===== Dataset entries =====

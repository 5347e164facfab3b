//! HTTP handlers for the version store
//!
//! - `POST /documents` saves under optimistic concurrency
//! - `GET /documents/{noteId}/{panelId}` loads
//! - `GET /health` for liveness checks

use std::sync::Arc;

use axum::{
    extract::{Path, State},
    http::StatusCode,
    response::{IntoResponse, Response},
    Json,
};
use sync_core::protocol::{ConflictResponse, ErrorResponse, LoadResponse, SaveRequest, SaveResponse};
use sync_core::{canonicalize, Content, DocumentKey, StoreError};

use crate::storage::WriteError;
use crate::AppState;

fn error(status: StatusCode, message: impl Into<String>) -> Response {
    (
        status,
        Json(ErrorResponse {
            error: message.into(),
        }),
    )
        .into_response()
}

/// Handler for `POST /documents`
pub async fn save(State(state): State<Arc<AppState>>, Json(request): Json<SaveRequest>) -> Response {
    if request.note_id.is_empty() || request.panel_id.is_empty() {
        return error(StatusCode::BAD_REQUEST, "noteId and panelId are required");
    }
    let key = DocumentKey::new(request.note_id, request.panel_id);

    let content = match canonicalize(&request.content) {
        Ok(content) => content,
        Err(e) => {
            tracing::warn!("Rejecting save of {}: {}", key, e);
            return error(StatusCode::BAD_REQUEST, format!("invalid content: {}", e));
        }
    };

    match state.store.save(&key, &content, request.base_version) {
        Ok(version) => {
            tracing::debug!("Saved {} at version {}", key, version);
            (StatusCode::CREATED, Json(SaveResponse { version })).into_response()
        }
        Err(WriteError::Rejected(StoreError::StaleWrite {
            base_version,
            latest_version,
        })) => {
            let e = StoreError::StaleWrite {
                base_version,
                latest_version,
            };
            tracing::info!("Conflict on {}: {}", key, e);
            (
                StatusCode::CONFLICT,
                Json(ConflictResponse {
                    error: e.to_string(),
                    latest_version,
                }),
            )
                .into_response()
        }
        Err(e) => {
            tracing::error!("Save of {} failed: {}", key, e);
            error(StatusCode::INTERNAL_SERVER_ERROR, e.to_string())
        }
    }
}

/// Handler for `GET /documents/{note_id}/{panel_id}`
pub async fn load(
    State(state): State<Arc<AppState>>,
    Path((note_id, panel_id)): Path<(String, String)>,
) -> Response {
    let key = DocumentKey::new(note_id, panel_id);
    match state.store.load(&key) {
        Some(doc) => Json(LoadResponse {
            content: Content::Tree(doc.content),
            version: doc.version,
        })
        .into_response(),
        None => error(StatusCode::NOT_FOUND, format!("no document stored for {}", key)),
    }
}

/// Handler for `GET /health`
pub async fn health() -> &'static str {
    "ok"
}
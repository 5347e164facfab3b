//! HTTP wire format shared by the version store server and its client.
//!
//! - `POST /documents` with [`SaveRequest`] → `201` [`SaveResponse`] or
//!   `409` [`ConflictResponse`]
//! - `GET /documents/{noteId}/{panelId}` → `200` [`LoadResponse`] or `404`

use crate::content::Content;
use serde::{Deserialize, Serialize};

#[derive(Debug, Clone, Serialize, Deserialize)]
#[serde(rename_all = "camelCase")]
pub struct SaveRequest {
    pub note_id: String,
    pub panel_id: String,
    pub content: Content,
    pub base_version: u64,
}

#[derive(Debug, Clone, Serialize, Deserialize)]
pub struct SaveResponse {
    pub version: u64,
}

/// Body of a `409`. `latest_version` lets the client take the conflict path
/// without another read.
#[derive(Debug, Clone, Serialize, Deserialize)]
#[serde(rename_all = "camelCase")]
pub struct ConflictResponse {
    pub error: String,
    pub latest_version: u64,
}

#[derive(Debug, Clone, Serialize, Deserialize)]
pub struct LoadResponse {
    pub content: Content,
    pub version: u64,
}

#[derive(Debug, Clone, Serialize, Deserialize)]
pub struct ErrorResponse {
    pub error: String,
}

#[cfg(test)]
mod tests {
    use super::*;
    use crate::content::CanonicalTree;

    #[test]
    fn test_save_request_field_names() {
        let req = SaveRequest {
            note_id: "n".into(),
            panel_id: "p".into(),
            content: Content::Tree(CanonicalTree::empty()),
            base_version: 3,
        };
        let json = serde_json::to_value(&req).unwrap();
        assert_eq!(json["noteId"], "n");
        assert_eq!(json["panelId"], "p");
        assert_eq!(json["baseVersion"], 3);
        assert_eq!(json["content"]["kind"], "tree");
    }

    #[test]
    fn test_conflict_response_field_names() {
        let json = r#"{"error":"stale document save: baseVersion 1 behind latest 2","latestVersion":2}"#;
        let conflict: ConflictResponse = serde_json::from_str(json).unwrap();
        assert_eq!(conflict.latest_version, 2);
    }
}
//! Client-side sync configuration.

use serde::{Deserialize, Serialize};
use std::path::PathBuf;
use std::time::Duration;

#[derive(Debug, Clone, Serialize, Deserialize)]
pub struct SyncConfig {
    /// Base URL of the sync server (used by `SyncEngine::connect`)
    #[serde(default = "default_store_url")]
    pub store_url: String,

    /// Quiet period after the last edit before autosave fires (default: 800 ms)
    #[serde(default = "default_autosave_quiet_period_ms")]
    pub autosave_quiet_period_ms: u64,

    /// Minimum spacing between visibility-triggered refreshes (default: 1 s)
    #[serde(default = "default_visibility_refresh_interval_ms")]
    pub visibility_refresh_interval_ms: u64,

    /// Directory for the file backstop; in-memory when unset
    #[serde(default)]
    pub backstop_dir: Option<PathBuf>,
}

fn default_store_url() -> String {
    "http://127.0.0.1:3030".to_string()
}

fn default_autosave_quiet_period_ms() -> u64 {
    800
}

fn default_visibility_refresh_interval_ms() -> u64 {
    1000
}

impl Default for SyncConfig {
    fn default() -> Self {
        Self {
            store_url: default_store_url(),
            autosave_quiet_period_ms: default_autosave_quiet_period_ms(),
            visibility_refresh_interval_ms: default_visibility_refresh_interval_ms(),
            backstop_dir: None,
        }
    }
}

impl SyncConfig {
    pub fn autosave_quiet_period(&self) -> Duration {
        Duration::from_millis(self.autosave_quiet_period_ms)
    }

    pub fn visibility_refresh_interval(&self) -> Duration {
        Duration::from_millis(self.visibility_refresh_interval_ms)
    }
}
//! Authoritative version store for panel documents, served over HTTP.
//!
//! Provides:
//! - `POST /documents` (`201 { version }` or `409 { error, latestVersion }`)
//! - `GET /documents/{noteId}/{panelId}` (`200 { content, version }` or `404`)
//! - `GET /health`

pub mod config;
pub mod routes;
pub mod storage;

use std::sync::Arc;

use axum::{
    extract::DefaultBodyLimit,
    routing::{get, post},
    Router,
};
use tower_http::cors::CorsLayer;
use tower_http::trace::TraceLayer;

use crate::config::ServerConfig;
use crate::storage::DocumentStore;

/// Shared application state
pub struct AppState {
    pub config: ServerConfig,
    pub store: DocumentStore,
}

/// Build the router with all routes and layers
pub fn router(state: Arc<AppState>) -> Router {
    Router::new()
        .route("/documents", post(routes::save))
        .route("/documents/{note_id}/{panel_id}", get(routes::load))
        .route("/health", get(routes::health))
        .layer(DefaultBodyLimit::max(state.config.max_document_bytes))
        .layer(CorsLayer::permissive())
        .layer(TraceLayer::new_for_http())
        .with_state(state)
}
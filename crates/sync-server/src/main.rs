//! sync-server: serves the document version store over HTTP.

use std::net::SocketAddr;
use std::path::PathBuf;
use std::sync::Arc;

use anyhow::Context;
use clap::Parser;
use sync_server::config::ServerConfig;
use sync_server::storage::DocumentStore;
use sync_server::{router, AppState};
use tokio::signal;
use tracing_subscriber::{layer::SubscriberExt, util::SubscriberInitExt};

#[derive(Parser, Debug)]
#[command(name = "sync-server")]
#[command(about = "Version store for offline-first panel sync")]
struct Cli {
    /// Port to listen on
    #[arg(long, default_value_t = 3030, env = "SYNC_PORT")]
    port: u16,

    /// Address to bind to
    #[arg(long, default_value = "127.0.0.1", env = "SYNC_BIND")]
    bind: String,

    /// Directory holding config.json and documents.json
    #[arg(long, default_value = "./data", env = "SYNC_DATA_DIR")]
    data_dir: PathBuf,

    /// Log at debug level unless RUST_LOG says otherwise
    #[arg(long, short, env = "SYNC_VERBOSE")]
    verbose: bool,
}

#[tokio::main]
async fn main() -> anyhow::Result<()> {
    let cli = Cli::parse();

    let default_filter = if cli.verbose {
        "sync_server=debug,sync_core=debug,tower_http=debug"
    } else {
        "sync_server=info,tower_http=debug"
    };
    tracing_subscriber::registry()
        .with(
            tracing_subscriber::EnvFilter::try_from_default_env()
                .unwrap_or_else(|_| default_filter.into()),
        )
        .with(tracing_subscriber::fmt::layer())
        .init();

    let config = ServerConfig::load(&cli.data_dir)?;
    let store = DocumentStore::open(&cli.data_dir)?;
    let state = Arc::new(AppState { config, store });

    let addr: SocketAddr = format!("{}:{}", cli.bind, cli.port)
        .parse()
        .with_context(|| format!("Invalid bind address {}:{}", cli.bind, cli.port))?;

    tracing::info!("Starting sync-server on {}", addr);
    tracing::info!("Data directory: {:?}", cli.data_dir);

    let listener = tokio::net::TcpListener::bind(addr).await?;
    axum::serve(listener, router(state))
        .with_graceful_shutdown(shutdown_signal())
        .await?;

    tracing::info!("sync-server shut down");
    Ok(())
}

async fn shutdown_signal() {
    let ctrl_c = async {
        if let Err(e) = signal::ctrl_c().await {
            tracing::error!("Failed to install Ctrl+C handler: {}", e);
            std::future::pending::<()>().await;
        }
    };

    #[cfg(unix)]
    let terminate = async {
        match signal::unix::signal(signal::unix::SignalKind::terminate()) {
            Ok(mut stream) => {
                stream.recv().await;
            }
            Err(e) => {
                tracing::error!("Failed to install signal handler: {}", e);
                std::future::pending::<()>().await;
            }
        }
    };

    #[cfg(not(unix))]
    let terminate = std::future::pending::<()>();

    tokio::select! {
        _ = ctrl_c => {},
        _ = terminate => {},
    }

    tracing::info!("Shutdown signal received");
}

=====
===== Dataset entries =====

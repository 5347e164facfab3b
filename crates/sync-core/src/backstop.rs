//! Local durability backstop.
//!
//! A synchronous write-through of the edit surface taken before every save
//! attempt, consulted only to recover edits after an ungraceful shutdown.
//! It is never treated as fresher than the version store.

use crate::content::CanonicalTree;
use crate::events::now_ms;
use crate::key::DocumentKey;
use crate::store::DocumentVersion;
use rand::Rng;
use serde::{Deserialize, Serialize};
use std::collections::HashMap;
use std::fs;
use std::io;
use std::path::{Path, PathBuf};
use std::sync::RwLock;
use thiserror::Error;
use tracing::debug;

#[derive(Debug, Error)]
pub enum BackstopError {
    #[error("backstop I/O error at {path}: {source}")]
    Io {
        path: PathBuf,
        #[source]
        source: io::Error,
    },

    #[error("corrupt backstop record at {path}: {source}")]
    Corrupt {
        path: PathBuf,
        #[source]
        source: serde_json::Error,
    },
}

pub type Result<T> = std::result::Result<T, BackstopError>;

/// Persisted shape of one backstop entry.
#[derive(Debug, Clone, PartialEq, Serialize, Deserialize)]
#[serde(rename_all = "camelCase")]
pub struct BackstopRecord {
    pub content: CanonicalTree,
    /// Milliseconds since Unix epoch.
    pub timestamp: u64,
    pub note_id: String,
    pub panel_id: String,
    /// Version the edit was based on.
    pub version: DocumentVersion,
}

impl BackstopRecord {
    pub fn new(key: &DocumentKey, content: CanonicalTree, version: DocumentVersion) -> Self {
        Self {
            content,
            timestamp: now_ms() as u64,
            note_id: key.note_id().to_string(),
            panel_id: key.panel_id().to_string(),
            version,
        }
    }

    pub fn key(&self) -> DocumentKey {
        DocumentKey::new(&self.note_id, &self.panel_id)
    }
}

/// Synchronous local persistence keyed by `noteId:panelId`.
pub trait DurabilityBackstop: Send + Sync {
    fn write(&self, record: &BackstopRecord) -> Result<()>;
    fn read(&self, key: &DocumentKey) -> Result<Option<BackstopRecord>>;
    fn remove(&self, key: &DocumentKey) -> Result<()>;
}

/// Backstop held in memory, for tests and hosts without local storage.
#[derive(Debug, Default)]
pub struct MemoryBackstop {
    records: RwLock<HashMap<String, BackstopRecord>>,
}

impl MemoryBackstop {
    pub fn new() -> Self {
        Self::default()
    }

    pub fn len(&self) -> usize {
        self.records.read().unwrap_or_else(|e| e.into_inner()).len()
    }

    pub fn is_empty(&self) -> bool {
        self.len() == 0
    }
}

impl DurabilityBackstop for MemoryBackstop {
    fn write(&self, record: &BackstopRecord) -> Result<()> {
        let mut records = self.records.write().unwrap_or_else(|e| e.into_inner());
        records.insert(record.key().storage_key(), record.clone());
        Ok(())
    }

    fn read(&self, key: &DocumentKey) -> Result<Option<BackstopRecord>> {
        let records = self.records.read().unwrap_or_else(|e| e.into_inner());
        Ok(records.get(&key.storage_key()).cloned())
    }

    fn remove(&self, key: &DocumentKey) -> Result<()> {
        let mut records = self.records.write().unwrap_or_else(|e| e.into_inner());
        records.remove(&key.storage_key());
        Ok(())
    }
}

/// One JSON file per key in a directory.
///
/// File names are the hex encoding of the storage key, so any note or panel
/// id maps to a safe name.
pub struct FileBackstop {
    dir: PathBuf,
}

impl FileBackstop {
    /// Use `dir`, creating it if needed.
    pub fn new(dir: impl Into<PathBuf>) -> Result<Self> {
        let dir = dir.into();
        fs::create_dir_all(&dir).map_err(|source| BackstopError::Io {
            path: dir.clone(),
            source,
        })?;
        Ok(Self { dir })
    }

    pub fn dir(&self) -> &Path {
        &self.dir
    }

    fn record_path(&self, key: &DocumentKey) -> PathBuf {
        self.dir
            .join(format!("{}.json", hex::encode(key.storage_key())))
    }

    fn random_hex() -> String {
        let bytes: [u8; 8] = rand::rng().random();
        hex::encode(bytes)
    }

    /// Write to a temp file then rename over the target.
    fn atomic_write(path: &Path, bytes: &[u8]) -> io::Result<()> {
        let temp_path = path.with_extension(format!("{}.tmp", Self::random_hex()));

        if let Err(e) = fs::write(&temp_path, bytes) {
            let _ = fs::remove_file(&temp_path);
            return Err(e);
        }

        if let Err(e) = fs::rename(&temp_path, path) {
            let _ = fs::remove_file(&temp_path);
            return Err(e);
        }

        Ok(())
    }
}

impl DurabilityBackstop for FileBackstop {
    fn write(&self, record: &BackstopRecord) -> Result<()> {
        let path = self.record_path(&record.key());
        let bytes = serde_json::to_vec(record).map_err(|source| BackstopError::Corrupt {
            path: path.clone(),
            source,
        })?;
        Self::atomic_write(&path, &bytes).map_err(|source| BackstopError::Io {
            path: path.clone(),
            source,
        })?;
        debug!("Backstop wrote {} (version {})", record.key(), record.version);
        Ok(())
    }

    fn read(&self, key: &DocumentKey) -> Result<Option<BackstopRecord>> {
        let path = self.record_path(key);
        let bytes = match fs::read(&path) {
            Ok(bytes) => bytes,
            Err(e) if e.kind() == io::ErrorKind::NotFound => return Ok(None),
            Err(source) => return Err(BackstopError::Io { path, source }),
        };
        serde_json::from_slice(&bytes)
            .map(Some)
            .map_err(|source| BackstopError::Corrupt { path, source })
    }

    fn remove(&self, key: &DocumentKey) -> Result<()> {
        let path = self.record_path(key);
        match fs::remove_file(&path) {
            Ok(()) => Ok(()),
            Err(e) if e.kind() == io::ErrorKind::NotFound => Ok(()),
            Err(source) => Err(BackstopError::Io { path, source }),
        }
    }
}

=====
===== Dataset entries =====

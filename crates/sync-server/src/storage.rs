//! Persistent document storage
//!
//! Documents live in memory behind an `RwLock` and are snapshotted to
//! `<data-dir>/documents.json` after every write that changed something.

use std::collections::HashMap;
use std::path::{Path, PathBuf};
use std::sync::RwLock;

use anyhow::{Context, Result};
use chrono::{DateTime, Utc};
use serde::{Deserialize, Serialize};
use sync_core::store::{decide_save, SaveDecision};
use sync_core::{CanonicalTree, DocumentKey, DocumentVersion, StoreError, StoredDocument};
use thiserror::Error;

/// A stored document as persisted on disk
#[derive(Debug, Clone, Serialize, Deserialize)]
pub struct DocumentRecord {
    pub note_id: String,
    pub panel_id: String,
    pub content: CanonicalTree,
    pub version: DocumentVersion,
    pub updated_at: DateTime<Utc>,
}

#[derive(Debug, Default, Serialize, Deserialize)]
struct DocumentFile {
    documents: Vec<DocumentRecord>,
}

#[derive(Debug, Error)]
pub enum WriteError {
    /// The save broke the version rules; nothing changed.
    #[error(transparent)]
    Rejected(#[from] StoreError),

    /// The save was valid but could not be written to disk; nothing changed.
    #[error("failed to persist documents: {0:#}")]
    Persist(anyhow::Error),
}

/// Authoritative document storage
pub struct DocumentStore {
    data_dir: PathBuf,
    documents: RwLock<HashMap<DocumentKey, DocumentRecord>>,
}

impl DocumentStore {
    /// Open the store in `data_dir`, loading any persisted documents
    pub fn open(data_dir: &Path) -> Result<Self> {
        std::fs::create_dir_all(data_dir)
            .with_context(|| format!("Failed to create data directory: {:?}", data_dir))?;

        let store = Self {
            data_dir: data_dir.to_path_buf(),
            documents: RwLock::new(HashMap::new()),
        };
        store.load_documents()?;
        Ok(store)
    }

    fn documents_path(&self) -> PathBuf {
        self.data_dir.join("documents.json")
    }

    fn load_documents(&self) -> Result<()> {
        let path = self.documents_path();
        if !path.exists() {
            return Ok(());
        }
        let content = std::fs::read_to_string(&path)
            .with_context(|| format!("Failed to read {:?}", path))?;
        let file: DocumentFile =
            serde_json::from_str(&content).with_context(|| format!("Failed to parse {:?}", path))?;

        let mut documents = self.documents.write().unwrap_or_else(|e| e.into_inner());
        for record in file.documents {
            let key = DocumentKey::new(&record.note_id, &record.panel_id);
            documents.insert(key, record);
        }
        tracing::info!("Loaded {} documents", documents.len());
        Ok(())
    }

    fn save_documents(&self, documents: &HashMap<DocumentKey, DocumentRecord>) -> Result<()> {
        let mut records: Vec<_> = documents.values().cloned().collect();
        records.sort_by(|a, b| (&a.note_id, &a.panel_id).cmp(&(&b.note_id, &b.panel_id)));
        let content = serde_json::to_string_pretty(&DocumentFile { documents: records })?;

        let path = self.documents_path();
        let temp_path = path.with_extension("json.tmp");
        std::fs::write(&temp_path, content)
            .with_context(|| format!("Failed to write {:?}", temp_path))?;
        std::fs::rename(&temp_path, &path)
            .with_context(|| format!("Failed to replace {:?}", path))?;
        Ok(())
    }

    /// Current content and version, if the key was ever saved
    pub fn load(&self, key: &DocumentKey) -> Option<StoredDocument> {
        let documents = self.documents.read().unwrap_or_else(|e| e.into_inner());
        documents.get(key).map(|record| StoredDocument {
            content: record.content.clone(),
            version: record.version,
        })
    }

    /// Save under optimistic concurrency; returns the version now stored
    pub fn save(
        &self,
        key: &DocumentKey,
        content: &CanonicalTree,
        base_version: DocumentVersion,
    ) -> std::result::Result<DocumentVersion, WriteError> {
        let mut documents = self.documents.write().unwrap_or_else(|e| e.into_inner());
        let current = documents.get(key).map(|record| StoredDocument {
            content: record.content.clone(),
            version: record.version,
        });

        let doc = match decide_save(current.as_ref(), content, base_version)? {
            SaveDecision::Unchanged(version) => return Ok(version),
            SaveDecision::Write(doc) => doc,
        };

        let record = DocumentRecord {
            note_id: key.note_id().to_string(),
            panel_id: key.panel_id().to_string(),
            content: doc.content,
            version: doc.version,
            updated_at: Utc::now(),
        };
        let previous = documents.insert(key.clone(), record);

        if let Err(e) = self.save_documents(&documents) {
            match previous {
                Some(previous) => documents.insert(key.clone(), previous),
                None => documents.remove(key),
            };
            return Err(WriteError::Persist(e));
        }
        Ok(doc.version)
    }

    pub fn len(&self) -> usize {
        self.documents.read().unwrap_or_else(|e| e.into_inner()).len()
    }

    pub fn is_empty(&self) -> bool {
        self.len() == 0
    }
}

=====

Starting with the line that holds "pub fn key(&self)" and ending with the line that holds "without local storage.", retype every line in the data above exactly, and nothing else.

    pub fn key(&self) -> DocumentKey {
        DocumentKey::new(&self.note_id, &self.panel_id)
    }
}

/// Synchronous local persistence keyed by `noteId:panelId`.
pub trait DurabilityBackstop: Send + Sync {
    fn write(&self, record: &BackstopRecord) -> Result<()>;
    fn read(&self, key: &DocumentKey) -> Result<Option<BackstopRecord>>;
    fn remove(&self, key: &DocumentKey) -> Result<()>;
}

/// Backstop held in memory, for tests and hosts without local storage.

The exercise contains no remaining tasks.